1.  If these effect sizes are accurate, why can a teacher not focus on 2-3 things and thus be more-or-less a "great" teacher?  If these evaluations' [e.g., Marzano] checklists aren't checklists as claimed, that is, "It's stuff [we're] already doing in class"...well...with all these great effects, why isn't virtually every teacher great?  I see three possibilities (not mutually exclusive):
i.    Virtually every teacher is not doing them (and there are a LOT of them) enough.
ii.   Virtually every teacher sucks at virtually every one of them.
iii.  The numbers suck.

(Technically I can think of a fourth but I excluded it; there is the--illogical--possibility that the numbers are somehow not cumulative.  But if that's the case, it destroys the whole argument for implementing these strategies.)

2.  Hattie states that a d=0.4+ is the "zone of desired effects".  Yet he also states, "Further, there are many examples that show small effects may be important" and goes on to mention a study with a d = 0.07 wherein "34 out of every 1,000 people would be saved from a heart attack if they used low dose aspirin on a regular basis".  Well, if it effects 34 out of 1,000 people, it would save 1.9 million out of ~55 million.  I use this latter number because that's how many K-12 students there are in the US.  Obviously this wouldn't be as signficant as a life-or-death situation, but if it's going to help (rather than save) that many kids, is it worth looking into?  To quote Hattie, "This sounds worth it to me." (pg 9)  Hattie's "hinge point" seems purely arbitrary.  This also highlights the difference between the (pseudo)scientific approach of meta-analysis in the medical field and education, which leads to...

3.  Applying a scientific approach to unscientific data results in unscientific results.  And seeing as how this whole book strikes me as just yet another attempt to latch onto science's credibility (something educational research, generally speaking, does not have), that's a big deal.  In fact, there's something absurd about even having to discuss whether the quality of the data matters (pg 11).  Case in point:  He cites Torgerson et al. (2004), who used 29 out of 4,555 potential studies on a subject area.  These were chosen as "quality" (Torgerson's definition) studies because they used randomized controlled trials.  That helps improve the quality of your data, alright, but...what about the other 4,526?  99.4% of the research didn't use random trials?  The best education can typically do (not faulting education, it's just the nature of the beast) is "quasi-experimental" studies.

4.  Another problem with the data that puts a big red flag on all these numbers (again, GIGO):  There are no real (scientific) controls in educational research.  A control is a "yes/no" situation; Group A gets the experimental treatment (e.g., a drug) and Group B does not (e.g., a placebo).
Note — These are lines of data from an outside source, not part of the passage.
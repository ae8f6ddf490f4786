//! # Validation Rule Set
//!
//! One set of rules checks every income, expense and budget payload, whether
//! it comes from a form draft in the browser or a JSON request on the server.
//! Rules are driven by the field catalogs in [`crate::fields`].
//!
//! ## Scopes
//!
//! - [`ValidationScope::Server`] checks presence, amount positivity, phone
//!   format and date parsing. These are the rules the REST layer enforces.
//! - [`ValidationScope::Form`] adds the input restrictions the dashboard
//!   forms apply before submitting: closed-set membership, letters-only text,
//!   whole-number amounts and start dates that are not in the future.
//!
//! Fields are checked in catalog order and each field reports at most one
//! error, so the first error of a report is stable for a given payload.

use std::collections::BTreeMap;

use chrono::NaiveDate;

use crate::fields::{FieldKind, FieldSpec, Requirement};

pub const AMOUNT_MESSAGE: &str = "Amount must be a positive number";
pub const PHONE_MESSAGE: &str = "Phone number must be exactly 10 digits and contain only numbers";
pub const WHOLE_AMOUNT_MESSAGE: &str = "Amount must be a whole number";

/// A raw value pulled out of a request or a form draft
#[derive(Debug, Clone, Copy, PartialEq)]
pub enum FieldValue<'a> {
    Missing,
    Text(&'a str),
    Number(f64),
}

/// Anything that can hand out raw field values by wire name
pub trait FieldSource {
    fn value(&self, name: &str) -> FieldValue<'_>;
}

#[derive(Debug, Clone, Copy, PartialEq, Eq)]
pub enum Operation {
    Create,
    Update,
}

#[derive(Debug, Clone, Copy, PartialEq, Eq)]
pub enum ValidationScope {
    Server,
    /// Form rules need the current date for not-future checks
    Form { today: NaiveDate },
}

#[derive(Debug, Clone, PartialEq, Eq)]
pub struct FieldError {
    pub field: &'static str,
    pub message: String,
}

#[derive(Debug, Clone, Default, PartialEq, Eq)]
pub struct ValidationReport {
    pub errors: Vec<FieldError>,
}

impl ValidationReport {
    pub fn is_valid(&self) -> bool {
        self.errors.is_empty()
    }

    /// Message of the first failing field in catalog order
    pub fn first_message(&self) -> Option<&str> {
        self.errors.first().map(|e| e.message.as_str())
    }

    pub fn message_for(&self, field: &str) -> Option<&str> {
        self.errors
            .iter()
            .find(|e| e.field == field)
            .map(|e| e.message.as_str())
    }

    /// Collapse into the first message, as the REST layer reports it
    pub fn into_result(self) -> Result<(), String> {
        match self.errors.into_iter().next() {
            Some(error) => Err(error.message),
            None => Ok(()),
        }
    }
}

/// Validate `source` against a field catalog.
///
/// Non-editable fields are skipped on update; optional fields are only
/// checked when a value is present.
pub fn validate<S: FieldSource + ?Sized>(
    fields: &[FieldSpec],
    source: &S,
    operation: Operation,
    scope: ValidationScope,
) -> ValidationReport {
    let mut report = ValidationReport::default();

    for spec in fields {
        if operation == Operation::Update && !spec.editable {
            continue;
        }

        let value = source.value(spec.name);
        if is_blank(&value) {
            if is_required(spec.requirement, operation) {
                report.errors.push(FieldError {
                    field: spec.name,
                    message: format!("{} is required", spec.label),
                });
            }
            continue;
        }

        if let Err(message) = check_value(spec, value, scope) {
            report.errors.push(FieldError {
                field: spec.name,
                message,
            });
        }
    }

    report
}

fn is_required(requirement: Requirement, operation: Operation) -> bool {
    match requirement {
        Requirement::Always => true,
        Requirement::OnCreate => operation == Operation::Create,
        Requirement::Optional => false,
    }
}

fn is_blank(value: &FieldValue<'_>) -> bool {
    match value {
        FieldValue::Missing => true,
        FieldValue::Text(text) => text.trim().is_empty(),
        FieldValue::Number(_) => false,
    }
}

fn check_value(spec: &FieldSpec, value: FieldValue<'_>, scope: ValidationScope) -> Result<(), String> {
    let form_today = match scope {
        ValidationScope::Form { today } => Some(today),
        ValidationScope::Server => None,
    };

    match spec.kind {
        FieldKind::Amount { whole } => {
            let amount = match value {
                FieldValue::Number(n) => Some(n),
                FieldValue::Text(text) => parse_amount(text),
                FieldValue::Missing => None,
            };
            let amount = match amount {
                Some(n) if n.is_finite() && n > 0.0 => n,
                _ => return Err(AMOUNT_MESSAGE.to_string()),
            };
            if whole && form_today.is_some() && amount.fract() != 0.0 {
                return Err(WHOLE_AMOUNT_MESSAGE.to_string());
            }
            Ok(())
        }
        FieldKind::Phone => {
            let text = text_of(value);
            if is_valid_phone(text.trim()) {
                Ok(())
            } else {
                Err(PHONE_MESSAGE.to_string())
            }
        }
        FieldKind::Date { not_future } => {
            let text = text_of(value);
            let date = parse_date(&text).ok_or_else(|| format!("{} must be a valid date", spec.label))?;
            if let Some(today) = form_today {
                if not_future && date > today {
                    return Err(format!("{} cannot be in the future", spec.label));
                }
            }
            Ok(())
        }
        FieldKind::Letters => {
            if form_today.is_some() && !is_letters(&text_of(value)) {
                return Err(format!("{} must contain only letters and spaces", spec.label));
            }
            Ok(())
        }
        FieldKind::Choice(options) => {
            if form_today.is_some() && !options.contains(&text_of(value).trim()) {
                return Err(format!("{} must be one of the listed options", spec.label));
            }
            Ok(())
        }
        FieldKind::Text | FieldKind::LongText => Ok(()),
    }
}

fn text_of(value: FieldValue<'_>) -> String {
    match value {
        FieldValue::Text(text) => text.to_string(),
        FieldValue::Number(n) => n.to_string(),
        FieldValue::Missing => String::new(),
    }
}

pub fn is_valid_phone(phone: &str) -> bool {
    phone.len() == 10 && phone.chars().all(|c| c.is_ascii_digit())
}

fn is_letters(text: &str) -> bool {
    text.chars().all(|c| c.is_alphabetic() || c == ' ')
}

/// Parse a typed amount, tolerating a currency prefix, commas and spaces
pub fn parse_amount(input: &str) -> Option<f64> {
    let cleaned = input
        .trim()
        .trim_start_matches("Rs.")
        .trim_start_matches("Rs")
        .replace(',', "")
        .replace(' ', "");

    cleaned.parse::<f64>().ok()
}

/// Parse a calendar date from `YYYY-MM-DD` or the date part of an RFC 3339 timestamp
pub fn parse_date(input: &str) -> Option<NaiveDate> {
    let date_part = input.trim().split('T').next()?;
    NaiveDate::parse_from_str(date_part, "%Y-%m-%d").ok()
}

/// Form-side payload: wire field name to the raw text the user typed
#[derive(Debug, Clone, Default, PartialEq, Eq)]
pub struct Draft {
    values: BTreeMap<String, String>,
}

impl Draft {
    pub fn new() -> Self {
        Self::default()
    }

    pub fn get(&self, name: &str) -> &str {
        self.values.get(name).map(String::as_str).unwrap_or("")
    }

    pub fn set(&mut self, name: impl Into<String>, value: impl Into<String>) {
        self.values.insert(name.into(), value.into());
    }

    pub fn with(mut self, name: impl Into<String>, value: impl Into<String>) -> Self {
        self.set(name, value);
        self
    }

    /// Trimmed value, or `None` when the field is blank
    pub fn text(&self, name: &str) -> Option<String> {
        let value = self.get(name).trim();
        if value.is_empty() {
            None
        } else {
            Some(value.to_string())
        }
    }

    pub fn amount(&self, name: &str) -> Option<f64> {
        parse_amount(self.get(name))
    }

    pub fn clear(&mut self) {
        self.values.clear();
    }
}

impl FieldSource for Draft {
    fn value(&self, name: &str) -> FieldValue<'_> {
        match self.values.get(name) {
            Some(value) => FieldValue::Text(value),
            None => FieldValue::Missing,
        }
    }
}

#[cfg(test)]
mod tests {
    use super::*;
    use crate::fields::{BUDGET_FIELDS, EXPENSE_FIELDS, INCOME_FIELDS};

    fn today() -> NaiveDate {
        NaiveDate::from_ymd_opt(2024, 6, 15).unwrap()
    }

    fn income_draft() -> Draft {
        Draft::new()
            .with("incomeSource", "Royalties")
            .with("incomeType", "Monthly")
            .with("incomeCategory", "business")
            .with("amount", "1500")
            .with("date", "2024-06-01")
            .with("phone", "0771234567")
            .with("description", "Book royalties")
    }

    #[test]
    fn test_complete_income_passes_both_scopes() {
        let draft = income_draft();

        assert!(validate(INCOME_FIELDS, &draft, Operation::Create, ValidationScope::Server).is_valid());
        assert!(validate(
            INCOME_FIELDS,
            &draft,
            Operation::Create,
            ValidationScope::Form { today: today() }
        )
        .is_valid());
    }

    #[test]
    fn test_missing_field_reports_label() {
        let draft = income_draft().with("incomeSource", "   ");
        let report = validate(INCOME_FIELDS, &draft, Operation::Create, ValidationScope::Server);

        assert_eq!(report.first_message(), Some("Income Source is required"));
    }

    #[test]
    fn test_non_positive_amount_rejected() {
        for amount in ["0", "-5", "abc"] {
            let draft = income_draft().with("amount", amount);
            let report = validate(INCOME_FIELDS, &draft, Operation::Create, ValidationScope::Server);
            assert_eq!(report.message_for("amount"), Some(AMOUNT_MESSAGE), "amount {}", amount);
        }
    }

    #[test]
    fn test_phone_must_be_ten_digits() {
        for phone in ["077123456", "07712345678", "07712a4567"] {
            let draft = income_draft().with("phone", phone);
            let report = validate(INCOME_FIELDS, &draft, Operation::Create, ValidationScope::Server);
            assert_eq!(report.first_message(), Some(PHONE_MESSAGE), "phone {}", phone);
        }
    }

    #[test]
    fn test_income_update_skips_date_and_description() {
        let mut draft = income_draft();
        draft.set("date", "");
        draft.set("description", "");

        let report = validate(INCOME_FIELDS, &draft, Operation::Update, ValidationScope::Server);
        assert!(report.is_valid());

        let report = validate(INCOME_FIELDS, &draft, Operation::Create, ValidationScope::Server);
        assert_eq!(report.errors.len(), 2);
    }

    #[test]
    fn test_closed_sets_only_checked_in_form_scope() {
        let draft = Draft::new()
            .with("amount", "500")
            .with("category", "Travel")
            .with("startDate", "2024-06-01")
            .with("phone", "0771234567");

        let server = validate(BUDGET_FIELDS, &draft, Operation::Create, ValidationScope::Server);
        assert!(server.is_valid());

        let form = validate(
            BUDGET_FIELDS,
            &draft,
            Operation::Create,
            ValidationScope::Form { today: today() },
        );
        assert_eq!(form.first_message(), Some("Category must be one of the listed options"));
    }

    #[test]
    fn test_budget_form_rules() {
        let draft = Draft::new()
            .with("amount", "500.5")
            .with("category", "Financial")
            .with("notes", "Q3 plan 2")
            .with("startDate", "2024-07-01")
            .with("phone", "0771234567");

        let report = validate(
            BUDGET_FIELDS,
            &draft,
            Operation::Create,
            ValidationScope::Form { today: today() },
        );

        assert_eq!(report.message_for("amount"), Some(WHOLE_AMOUNT_MESSAGE));
        assert_eq!(report.message_for("notes"), Some("Notes must contain only letters and spaces"));
        assert_eq!(report.message_for("startDate"), Some("Start Date cannot be in the future"));
        assert_eq!(report.errors.len(), 3);
    }

    #[test]
    fn test_optional_fields_may_be_blank() {
        let draft = Draft::new()
            .with("name", "Office Depot")
            .with("description", "Printer paper")
            .with("category", "Administrative")
            .with("amount", "42.50")
            .with("date", "2024-05-02")
            .with("phone", "0112345678");

        let report = validate(
            EXPENSE_FIELDS,
            &draft,
            Operation::Create,
            ValidationScope::Form { today: today() },
        );
        assert!(report.is_valid(), "{:?}", report);
    }

    #[test]
    fn test_invalid_date_rejected() {
        let draft = income_draft().with("date", "2024-13-45");
        let report = validate(INCOME_FIELDS, &draft, Operation::Create, ValidationScope::Server);

        assert_eq!(report.first_message(), Some("Date must be a valid date"));
    }

    #[test]
    fn test_parse_helpers() {
        assert_eq!(parse_amount("Rs 1,250.50"), Some(1250.5));
        assert_eq!(parse_amount("ten"), None);
        assert_eq!(
            parse_date("2024-03-09T10:30:00.000Z"),
            NaiveDate::from_ymd_opt(2024, 3, 9)
        );
        assert_eq!(parse_date("09/03/2024"), None);
    }
}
Obviously you can't do this without doing something tantamount to child abuse (i.e., standing there and doing absolutely nothing)...but frighteningly, that's the only meaningful "control" there could be.  (And that's one reason why education data will never be scientific in nature.)

5.  Barring a strictly regimented routine (one that could probably be automated via presentation software), it's highly unlikely two teachers using the same "technique" will apply it identically.  (And the same goes for the "controls" above; what teachers replaces the experimental technique with will differ, rending comparisons dicey) This leads to another "apples and oranges" scenario for meta-analysis (albeit admittedly a relatively weak one).

6.  More apples and oranges:  One technique may be effective at one grade level but not another.  I have no problem accepting that having a learning goal may help first graders.  They may need the focal point and they are (I believe...) general subjects/topics.  I have a hard time accepting that having written on the board "student is going to factor tri-nomials" is going to have a significant impact on seniors in algebra.  (Anecdote:  My students have repeatedly mocked/made derisive comments when they see me changing the learning goals.  For example:  "You know we never look at those, right?"  "Yes, I know, it's just something I have to do."  Very empowering, let me tell you...)  Mushing multiple grades together into one statistic is just a bad idea.  Ditto for different subjects (at higher grades).


  1. You didn't read the book....but it sucks. Everyone has the right to vent but if you are going to review/vent about a book you should at least read it.

    1. No, the methodology--which I did read--is the problem. The book--which I admit I didn't read--rests on this pseudo-science. The author and many others (e.g., Marzano) are trying to make very dubious numbers the basis of educators' evaluations--and doing a remarkable job of flummoxing the politicians who make these decisions. To get a better understanding of how they're doing this, I strongly recommend Dr. Willingham's "When Can You Trust the Experts: How to Tell Good Science from Bad in Education".